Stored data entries
╭──

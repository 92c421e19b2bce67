//! Note pages. Every view except `home` sits behind [`LoginRequired`], and
//! note-scoped views resolve their note through [`crate::notes`], so a
//! non-author gets the same 404 as a missing slug.

use axum::extract::{Path, State};
use axum::response::{IntoResponse, Response};
use axum::Form;

use super::context::{FormContext, ListContext, NoContext, NoteContext, Page};
use super::extract::{found, LoginRequired, Viewer};
use super::{AppState, SUCCESS_URL};
use crate::entity::Note;
use crate::error::{NotekeeperError, Result};
use crate::forms::{FormErrors, NoteForm};
use crate::notes;

const NOTE_FORM: &str = "NoteForm";

fn prefill(note: &Note) -> NoteForm {
    NoteForm {
        title: note.title.clone(),
        text: note.text.clone(),
        slug: note.slug.clone(),
    }
}

/// Re-render an invalid submission, or propagate anything else.
fn form_outcome(page: &'static str, user: Option<String>, form: NoteForm, result: Result<Note>) -> Result<Response> {
    match result {
        Ok(_) => Ok(found(SUCCESS_URL)),
        Err(NotekeeperError::Validation(errors)) => {
            Ok(Page::new(page, user, FormContext::new(NOTE_FORM, form, errors)).into_response())
        }
        Err(e) => Err(e),
    }
}

pub async fn home(viewer: Viewer) -> Page<NoContext> {
    Page::new("notes:home", viewer.username, NoContext {})
}

pub async fn list(
    State(state): State<AppState>,
    LoginRequired(user): LoginRequired,
) -> Result<Page<ListContext>> {
    let store = state.store.lock().await;
    let notes = notes::list_notes(&store, user.identity())?;
    Ok(Page::new("notes:list", user.name(), ListContext::new(&notes)))
}

pub async fn success(LoginRequired(user): LoginRequired) -> Page<NoContext> {
    Page::new("notes:success", user.name(), NoContext {})
}

pub async fn add_form(LoginRequired(user): LoginRequired) -> Page<FormContext<NoteForm>> {
    Page::new(
        "notes:add",
        user.name(),
        FormContext::blank(NOTE_FORM, NoteForm::default()),
    )
}

pub async fn add(
    State(state): State<AppState>,
    LoginRequired(user): LoginRequired,
    Form(form): Form<NoteForm>,
) -> Result<Response> {
    let store = state.store.lock().await;
    let result = notes::create_note(&store, user.identity(), &form);
    form_outcome("notes:add", user.name(), form, result)
}

pub async fn detail(
    State(state): State<AppState>,
    LoginRequired(user): LoginRequired,
    Path(slug): Path<String>,
) -> Result<Page<NoteContext>> {
    let store = state.store.lock().await;
    let note = notes::get_note(&store, user.identity(), &slug)?;
    Ok(Page::new(
        "notes:detail",
        user.name(),
        NoteContext {
            note: note.to_view(),
        },
    ))
}

pub async fn edit_form(
    State(state): State<AppState>,
    LoginRequired(user): LoginRequired,
    Path(slug): Path<String>,
) -> Result<Page<FormContext<NoteForm>>> {
    let store = state.store.lock().await;
    let note = notes::get_note(&store, user.identity(), &slug)?;
    Ok(Page::new(
        "notes:edit",
        user.name(),
        FormContext::new(NOTE_FORM, prefill(&note), FormErrors::new()),
    ))
}

pub async fn edit(
    State(state): State<AppState>,
    LoginRequired(user): LoginRequired,
    Path(slug): Path<String>,
    Form(form): Form<NoteForm>,
) -> Result<Response> {
    let store = state.store.lock().await;
    let result = notes::update_note(&store, user.identity(), &slug, &form);
    form_outcome("notes:edit", user.name(), form, result)
}

/// Confirmation page; the deletion itself is a POST.
pub async fn delete_form(
    State(state): State<AppState>,
    LoginRequired(user): LoginRequired,
    Path(slug): Path<String>,
) -> Result<Page<NoteContext>> {
    let store = state.store.lock().await;
    let note = notes::get_note(&store, user.identity(), &slug)?;
    Ok(Page::new(
        "notes:delete",
        user.name(),
        NoteContext {
            note: note.to_view(),
        },
    ))
}

pub async fn delete(
    State(state): State<AppState>,
    LoginRequired(user): LoginRequired,
    Path(slug): Path<String>,
) -> Result<Response> {
    let store = state.store.lock().await;
    notes::delete_note(&store, user.identity(), &slug)?;
    Ok(found(SUCCESS_URL))
}
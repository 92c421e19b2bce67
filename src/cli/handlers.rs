use std::path::Path;

use crate::access::Identity;
use crate::auth;
use crate::entity::Note;
use crate::error::{NotekeeperError, Result};
use crate::forms::SignupForm;
use crate::notes;
use crate::settings::Settings;
use crate::storage::SqliteStore;
use crate::web;

fn open_store(settings: &Settings) -> Result<SqliteStore> {
    SqliteStore::open(&settings.database.path)
}

pub fn handle_serve(config: Option<&Path>) -> Result<()> {
    let settings = Settings::load(config)?;

    let runtime = tokio::runtime::Builder::new_multi_thread()
        .enable_all()
        .build()?;
    runtime.block_on(web::serve(settings))
}

pub fn handle_add_user(config: Option<&Path>, username: String, password: String) -> Result<()> {
    let settings = Settings::load(config)?;
    let store = open_store(&settings)?;

    let form = SignupForm {
        username,
        password1: password.clone(),
        password2: password,
    };
    let user = auth::signup(&store, &form)?;

    println!("Created user {} ({})", user.username, user.id);
    Ok(())
}

pub fn handle_list_notes(config: Option<&Path>, username: String, json: bool) -> Result<()> {
    let settings = Settings::load(config)?;
    let store = open_store(&settings)?;

    let user = store
        .get_user_by_username(&username)?
        .ok_or(NotekeeperError::UserNotFound(username))?;
    let notes = notes::list_notes(&store, Identity::User(user.id))?;

    if json {
        let views: Vec<_> = notes.iter().map(Note::to_view).collect();
        println!("{}", serde_json::to_string_pretty(&views)?);
    } else if notes.is_empty() {
        println!("No notes for {}", user.username);
    } else {
        for note in &notes {
            println!("{:<40} {}", note.slug, note.title);
        }
    }

    Ok(())
}
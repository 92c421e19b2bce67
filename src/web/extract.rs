//! Request extractors that resolve the session into an [`Identity`].

use axum::extract::FromRequestParts;
use axum::http::request::Parts;
use axum::http::{header, StatusCode, Uri};
use axum::response::{IntoResponse, Response};
use tower_sessions::Session;

use super::{AppState, LOGIN_URL};
use crate::access::Identity;
use crate::auth::SESSION_USER_ID_KEY;
use crate::entity::UserId;
use crate::error::NotekeeperError;

/// `302 Found` to `location`.
pub fn found(location: &str) -> Response {
    (StatusCode::FOUND, [(header::LOCATION, location.to_string())]).into_response()
}

/// Login URL carrying `next` as the return destination. Slashes stay literal.
pub fn login_url_with_next(next: &str) -> String {
    let encoded: String = url::form_urlencoded::byte_serialize(next.as_bytes()).collect();
    format!("{}?next={}", LOGIN_URL, encoded.replace("%2F", "/"))
}

/// Only local absolute paths are honoured as a post-login destination.
/// Browsers strip tab, CR and LF from URLs, so `/\t/host` would still leave
/// the site; any control character disqualifies `next`.
pub fn safe_next(next: Option<&str>) -> Option<&str> {
    next.filter(|n| {
        n.starts_with('/')
            && !n.starts_with("//")
            && !n.contains('\\')
            && !n.chars().any(|c| c.is_ascii_control())
    })
}

fn requested_path(uri: &Uri) -> &str {
    uri.path_and_query().map(|pq| pq.as_str()).unwrap_or("/")
}

pub(crate) async fn session_from_parts(
    parts: &mut Parts,
    state: &AppState,
) -> Result<Session, NotekeeperError> {
    Session::from_request_parts(parts, state)
        .await
        .map_err(|(_, msg)| NotekeeperError::Session(msg.to_string()))
}

/// Whoever is making the request, possibly anonymous.
#[derive(Debug, Clone)]
pub struct Viewer {
    pub identity: Identity,
    pub username: Option<String>,
}

impl Viewer {
    fn anonymous() -> Self {
        Self {
            identity: Identity::Anonymous,
            username: None,
        }
    }
}

impl FromRequestParts<AppState> for Viewer {
    type Rejection = NotekeeperError;

    async fn from_request_parts(parts: &mut Parts, state: &AppState) -> Result<Self, Self::Rejection> {
        let session = session_from_parts(parts, state).await?;
        let user_id: Option<String> = session
            .get(SESSION_USER_ID_KEY)
            .await
            .map_err(|e| NotekeeperError::Session(e.to_string()))?;

        let Some(id) = user_id.and_then(|s| s.parse::<UserId>().ok()) else {
            return Ok(Viewer::anonymous());
        };

        let store = state.store.lock().await;
        match store.get_user(id)? {
            Some(user) => Ok(Viewer {
                identity: Identity::User(user.id),
                username: Some(user.username),
            }),
            // Session outlived its account.
            None => Ok(Viewer::anonymous()),
        }
    }
}

/// An authenticated caller.
#[derive(Debug, Clone)]
pub struct SignedIn {
    pub id: UserId,
    pub username: String,
}

impl SignedIn {
    pub fn identity(&self) -> Identity {
        Identity::User(self.id)
    }

    pub fn name(&self) -> Option<String> {
        Some(self.username.clone())
    }
}

/// Gate for protected pages. Anonymous callers are sent to the login page
/// with the requested URL as `next`.
#[derive(Debug, Clone)]
pub struct LoginRequired(pub SignedIn);

impl FromRequestParts<AppState> for LoginRequired {
    type Rejection = Response;

    async fn from_request_parts(parts: &mut Parts, state: &AppState) -> Result<Self, Self::Rejection> {
        let viewer = Viewer::from_request_parts(parts, state)
            .await
            .map_err(IntoResponse::into_response)?;

        match (viewer.identity, viewer.username) {
            (Identity::User(id), Some(username)) => Ok(LoginRequired(SignedIn { id, username })),
            _ => Err(found(&login_url_with_next(requested_path(&parts.uri)))),
        }
    }
}
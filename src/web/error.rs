use axum::http::StatusCode;
use axum::response::{IntoResponse, Response};
use axum::Json;
use serde_json::json;

use super::extract::found;
use super::LOGIN_URL;
use crate::error::NotekeeperError;

impl IntoResponse for NotekeeperError {
    fn into_response(self) -> Response {
        let status = match &self {
            // Same body for a missing note and someone else's note.
            NotekeeperError::NotFound | NotekeeperError::UserNotFound(_) => StatusCode::NOT_FOUND,
            NotekeeperError::Unauthenticated => return found(LOGIN_URL),
            NotekeeperError::Validation(errors) => {
                return (StatusCode::BAD_REQUEST, Json(json!({ "errors": errors }))).into_response()
            }
            NotekeeperError::DuplicateSlug { .. }
            | NotekeeperError::UsernameTaken
            | NotekeeperError::InvalidCredentials => StatusCode::BAD_REQUEST,
            _ => {
                tracing::error!(error = %self, "request failed");
                return (
                    StatusCode::INTERNAL_SERVER_ERROR,
                    Json(json!({ "detail": "Internal server error" })),
                )
                    .into_response();
            }
        };
        (status, Json(json!({ "detail": self.to_string() }))).into_response()
    }
}
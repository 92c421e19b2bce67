// src/entity/note.rs
use chrono::{DateTime, Utc};
use serde::{Deserialize, Serialize};
use uuid::Uuid;

use super::UserId;

/// A note owned by exactly one user.
///
/// `author_id` is fixed at construction; the store never updates it.
#[derive(Debug, Clone, PartialEq, Eq, Serialize, Deserialize)]
pub struct Note {
    pub id: Uuid,
    pub title: String,
    pub text: String,
    pub slug: String,
    pub author_id: UserId,
    pub created_at: DateTime<Utc>,
    pub updated_at: DateTime<Utc>,
}

impl Note {
    pub fn new(title: String, text: String, slug: String, author_id: UserId) -> Self {
        let now = Utc::now();
        Self {
            id: Uuid::new_v4(),
            title,
            text,
            slug,
            author_id,
            created_at: now,
            updated_at: now,
        }
    }

    pub fn to_view(&self) -> NoteView {
        NoteView {
            id: self.id.to_string(),
            title: self.title.clone(),
            text: self.text.clone(),
            slug: self.slug.clone(),
        }
    }
}

/// The part of a note that is rendered into page contexts.
#[derive(Debug, Clone, PartialEq, Eq, Serialize, Deserialize)]
pub struct NoteView {
    pub id: String,
    pub title: String,
    pub text: String,
    pub slug: String,
}
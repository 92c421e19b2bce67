mod sqlite_store;

pub use sqlite_store::SqliteStore;
/// Session key holding the logged-in user's id.
pub const SESSION_USER_ID_KEY: &str = "user_id";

╰──

## Exercise
Every line in the data that holds the string "UserNotFound" should be copied.

## Solution to the exercise
        .ok_or(NotekeeperError::UserNotFound(username))?;
            NotekeeperError::NotFound | NotekeeperError::UserNotFound(_) => StatusCode::NOT_FOUND,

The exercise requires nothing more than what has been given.